Reproduced by permission. May be reprinted for use in local congregations only.


This is not a script as such, but a collection of imaginary reflections by people mentioned in the Christmas stories as told by Matthew and Luke. The speeches (all or any of them) could be used in a play or tableau, or simply as part of a service of worship.

SHEPHERD We were watching our flocks up in the hills.
The night was mild and the sky was bright with stars. I remember we were talking about the census and the crowd of strangers
it had brought to town.
Suddenly there was a blaze of light — like nothing we had ever seen before. Then we saw the angel standing in the midst of it! I thought the end had come and God would judge me for my sins.
The angel spoke in a voice of gentleness and power: “Don’t be afraid!
I am here with good news for you, which will bring great joy to all the people. This very day in David’s town your Saviour was born — Christ the Lord!”
There was more — things I didn’t understand — about strips of cloth
and a baby in a manger. And there was music. Not the thin sound of a shepherd’s flute but the glorious thunder of a heavenly choir as a great army of heaven’s angels sang praises to God:
“Glory to God in the highest heaven, and peace on earth to those with whom God is pleased!”
As suddenly as the first angel had appeared the great choir was gone
and we were alone with the sheep and the twinkling stars. We looked at one another in wonder.
Had it all been a dream? Or was this truly the night of our salvation?
“Let’s go to Bethlehem” I said at last.

I don’t think I’ll ever understand what has happened to me during these past months. Young and carefree, I was, looking forward to marriage with Mary, my betrothed. And then she told me she was pregnant! My world came tumbling around my ears for the shame of it
and the bitter disappointment. She had some crazy tale about the Holy Spirit! Did she think I was born yesterday?
Better she had told the truth… But I am an honourable man,
not wanting to disgrace her publicly. While I was thinking, wondering what to do an angel came to me in a dream and assured me that Mary
spoke the truth!
The son she would bear would be named Jesus and he would save his people from their sins. So we were married and awaited the birth
with eagerness and awe…
The time was close when the census was called. Bethlehem was the place
of my ancestors, and there we must go. I prayed that the baby would wait until we reached the town… and then, until we found a place…
“No room” was the answer wherever we went — no room — and time running out. And then a stable a humble place but warm and dry, the child’s first cries waking the birds in the eaves.

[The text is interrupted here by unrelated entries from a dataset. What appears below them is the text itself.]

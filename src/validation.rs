//! Leave-one-out grading of generated or neighbor-inferred palettes against
//! held-out ground truth.

use crate::color::Rgb;
use crate::corpus::{Corpus, LabeledTheme};
use crate::error::InferenceError;
use crate::generator::RuleBasedGenerator;
use crate::learner::{LearnerOptions, RuleLearner};
use crate::neighbor::{NeighborInferer, NeighborOptions};
use crate::palette::{ExtendedField, ExtendedPalette};
use crate::rules::RuleSet;
use serde::{Deserialize, Serialize};
use std::collections::{BTreeMap, BTreeSet};

/// How predictions are produced for each held-out theme.
#[derive(Debug, Clone, PartialEq)]
pub enum Strategy {
    /// Grade one fixed rule set against every theme.
    Frozen(RuleSet),
    /// Relearn on the corpus minus the held-out theme, then generate.
    Relearn(LearnerOptions),
    Neighbor(NeighborOptions),
}

impl Strategy {
    pub fn name(&self) -> &'static str {
        match self {
            Self::Frozen(_) => "rules",
            Self::Relearn(_) => "relearn",
            Self::Neighbor(_) => "neighbor",
        }
    }
}

#[derive(Debug, Clone, PartialEq, Serialize, Deserialize)]
#[serde(default)]
pub struct ValidationOptions {
    /// Themes removed from the training corpus or neighbor pool.
    pub exclude_from_pool: BTreeSet<String>,
    /// Themes never graded.
    pub exclude_from_grading: BTreeSet<String>,
    /// Fields to grade; `None` grades all of them.
    pub fields: Option<BTreeSet<ExtendedField>>,
    pub exact_below: f64,
    pub close_below: f64,
}

impl Default for ValidationOptions {
    fn default() -> Self {
        Self {
            exclude_from_pool: BTreeSet::new(),
            exclude_from_grading: BTreeSet::new(),
            fields: None,
            exact_below: 1.0,
            close_below: 10.0,
        }
    }
}

#[derive(Debug, Clone, Copy, PartialEq, Eq, Serialize)]
#[serde(rename_all = "snake_case")]
pub enum Grade {
    Exact,
    Close,
    Different,
}

#[derive(Debug, Clone, Copy, Default, PartialEq, Eq, Serialize, Deserialize)]
pub struct Tally {
    pub exact: usize,
    pub close: usize,
    pub different: usize,
}

impl Tally {
    pub fn record(&mut self, grade: Grade) {
        match grade {
            Grade::Exact => self.exact += 1,
            Grade::Close => self.close += 1,
            Grade::Different => self.different += 1,
        }
    }

    pub fn total(&self) -> usize {
        self.exact + self.close + self.different
    }

    /// `(exact + close) / total`, or 0.0 when nothing was graded.
    pub fn accuracy(&self) -> f64 {
        match self.total() {
            0 => 0.0,
            total => (self.exact + self.close) as f64 / total as f64,
        }
    }

    fn merge(&mut self, other: &Tally) {
        self.exact += other.exact;
        self.close += other.close;
        self.different += other.different;
    }
}

/// One graded field of one theme.
#[derive(Debug, Clone, Copy, PartialEq, Serialize)]
pub struct FieldComparison {
    pub field: ExtendedField,
    pub predicted: Rgb,
    pub actual: Rgb,
    pub distance: f64,
    pub grade: Grade,
}

#[derive(Debug, Clone, PartialEq, Serialize)]
pub struct ThemeOutcome {
    pub theme: String,
    /// Set by the neighbor strategy.
    pub neighbor: Option<String>,
    pub tally: Tally,
    /// Comparisons graded `Different`.
    pub misses: Vec<FieldComparison>,
}

#[derive(Debug, Clone, PartialEq, Eq, Serialize)]
pub struct SkippedTheme {
    pub theme: String,
    pub reason: String,
}

#[derive(Debug, Clone, PartialEq, Serialize)]
pub struct ValidationReport {
    pub strategy: String,
    pub themes: Vec<ThemeOutcome>,
    pub fields: BTreeMap<ExtendedField, Tally>,
    pub overall: Tally,
    pub skipped: Vec<SkippedTheme>,
}

impl ValidationReport {
    /// Miss counts per field, most-missed first, then field order.
    pub fn misses_by_field(&self) -> Vec<(ExtendedField, usize)> {
        let mut misses: Vec<(ExtendedField, usize)> = self
            .fields
            .iter()
            .filter(|(_, tally)| tally.different > 0)
            .map(|(field, tally)| (*field, tally.different))
            .collect();
        misses.sort_by(|a, b| b.1.cmp(&a.1));
        misses
    }

    pub fn accuracy_by_field(&self) -> BTreeMap<ExtendedField, f64> {
        self.fields
            .iter()
            .map(|(field, tally)| (*field, tally.accuracy()))
            .collect()
    }

    pub fn baseline(&self) -> Baseline {
        Baseline {
            strategy: self.strategy.clone(),
            overall: self.overall,
            fields: self.fields.clone(),
        }
    }
}

/// Recorded grading tallies used to detect drift between runs.
///
/// Counts rather than accuracies, so a baseline read back from JSON
/// compares equal to the run that wrote it.
#[derive(Debug, Clone, PartialEq, Eq, Serialize, Deserialize)]
pub struct Baseline {
    pub strategy: String,
    pub overall: Tally,
    pub fields: BTreeMap<ExtendedField, Tally>,
}

/// A field whose tally differs from the recorded baseline.
#[derive(Debug, Clone, Copy, PartialEq, Eq, Serialize)]
pub struct Drift {
    pub field: ExtendedField,
    pub recorded: Option<Tally>,
    pub current: Option<Tally>,
}

impl Baseline {
    /// Fields whose tally is not exactly the recorded one.
    pub fn compare(&self, current: &Baseline) -> Vec<Drift> {
        let fields: BTreeSet<ExtendedField> = self
            .fields
            .keys()
            .chain(current.fields.keys())
            .copied()
            .collect();
        fields
            .into_iter()
            .filter_map(|field| {
                let recorded = self.fields.get(&field).copied();
                let now = current.fields.get(&field).copied();
                (recorded != now).then_some(Drift {
                    field,
                    recorded,
                    current: now,
                })
            })
            .collect()
    }
}

enum Predictor {
    Frozen(RuleBasedGenerator),
    Relearn(RuleLearner),
    Neighbor(NeighborOptions),
}

impl Predictor {
    fn predict(
        &self,
        pool: &Corpus,
        corpus: &Corpus,
        theme: &LabeledTheme,
    ) -> Result<(ExtendedPalette, Option<String>), InferenceError> {
        match self {
            Self::Frozen(generator) => Ok((generator.generate(theme.palette()), None)),
            Self::Relearn(learner) => {
                let learned = learner.learn(&pool.without(theme.id()));
                let generator = RuleBasedGenerator::new(learned.rules);
                Ok((generator.generate(theme.palette()), None))
            }
            Self::Neighbor(options) => {
                let inferer = NeighborInferer::new(corpus, options.clone());
                let prediction = inferer.infer(theme.palette(), Some(theme.id()))?;
                Ok((prediction.palette, Some(prediction.neighbor)))
            }
        }
    }
}

pub struct ValidationHarness<'a> {
    corpus: &'a Corpus,
    options: ValidationOptions,
}

impl<'a> ValidationHarness<'a> {
    pub fn new(corpus: &'a Corpus, options: ValidationOptions) -> Self {
        Self { corpus, options }
    }

    pub fn run(&self, strategy: &Strategy) -> ValidationReport {
        let pool = self.pool();
        let predictor = self.prepare(strategy);
        let mut report = ValidationReport {
            strategy: strategy.name().to_string(),
            themes: Vec::new(),
            fields: BTreeMap::new(),
            overall: Tally::default(),
            skipped: Vec::new(),
        };

        for theme in self.corpus.labeled() {
            if self.options.exclude_from_grading.contains(theme.id()) {
                continue;
            }
            let (predicted, neighbor) = match predictor.predict(&pool, self.corpus, theme) {
                Ok(prediction) => prediction,
                Err(e) => {
                    tracing::warn!(theme = theme.id(), error = %e, "skipping theme");
                    report.skipped.push(SkippedTheme {
                        theme: theme.id().to_string(),
                        reason: e.to_string(),
                    });
                    continue;
                }
            };
            let outcome = self.grade(theme, &predicted, neighbor, &mut report.fields);
            report.overall.merge(&outcome.tally);
            report.themes.push(outcome);
        }
        report
    }

    fn prepare(&self, strategy: &Strategy) -> Predictor {
        match strategy {
            Strategy::Frozen(rules) => Predictor::Frozen(RuleBasedGenerator::new(rules.clone())),
            Strategy::Relearn(options) => Predictor::Relearn(RuleLearner::new(*options)),
            Strategy::Neighbor(options) => {
                let mut options = options.clone();
                options
                    .deny_list
                    .extend(self.options.exclude_from_pool.iter().cloned());
                Predictor::Neighbor(options)
            }
        }
    }

    /// The corpus minus `exclude_from_pool`, used as training data.
    fn pool(&self) -> Corpus {
        Corpus::new(
            self.corpus
                .iter()
                .filter(|theme| !self.options.exclude_from_pool.contains(theme.id()))
                .cloned()
                .collect(),
        )
    }

    fn grade(
        &self,
        theme: &LabeledTheme,
        predicted: &ExtendedPalette,
        neighbor: Option<String>,
        fields: &mut BTreeMap<ExtendedField, Tally>,
    ) -> ThemeOutcome {
        let mut outcome = ThemeOutcome {
            theme: theme.id().to_string(),
            neighbor,
            tally: Tally::default(),
            misses: Vec::new(),
        };
        let Some(truth) = theme.ground_truth() else {
            return outcome;
        };
        for (field, predicted) in predicted.iter() {
            if let Some(selected) = &self.options.fields {
                if !selected.contains(&field) {
                    continue;
                }
            }
            let Some(actual) = truth.get(field) else {
                continue;
            };
            let distance = predicted.distance(actual);
            let grade = self.bucket(distance);
            outcome.tally.record(grade);
            fields.entry(field).or_default().record(grade);
            if grade == Grade::Different {
                outcome.misses.push(FieldComparison {
                    field,
                    predicted,
                    actual,
                    distance,
                    grade,
                });
            }
        }
        outcome
    }

    fn bucket(&self, distance: f64) -> Grade {
        if distance < self.options.exact_below {
            Grade::Exact
        } else if distance < self.options.close_below {
            Grade::Close
        } else {
            Grade::Different
        }
    }
}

You can’t blame me — though many have. Times were hard and the census seemed heaven-sent: a chance to recoup losses and lay something by
for the future.
Sure I felt sorry for them — an anxious Galilean and his child-bride
heavily pregnant. But what could I do? The inn was full; guests who had paid were not about to give up their rooms to the likes of them.
I did what I could. There was the stable take it or leave it. They took it grateful even for a patch of straw. How was I to know that history would be made in that unlikely outhouse?

My heart praises the Lord.
My soul is glad because God has remembered me, his lowly servant!
It was strange how I had no doubts after the angel’s visit.
God had chosen me to bear his son.
Poor Joseph! Angry at first then puzzled then sharing my wonder
if not my confidence…
I remember little of the journey to Bethlehem. Just as well — what I do remember is painful with the jolting of each slow step on the dusty road. I remember Joseph’s desperation as he went from door to door
and always the same answer: “No room! Don’t you know there’s a census?”
The warmth of the stable welcomed us, offered rest at last.
Thus Jesus was born and I looked in wonder at God’s own son feeding at my breast…
A shadow fell across the doorway and shepherds came to gaze in awe
and tell their story of angel songs. Having grown used to angels
I did not doubt them. They left, singing praise to God for all they had heard and seen.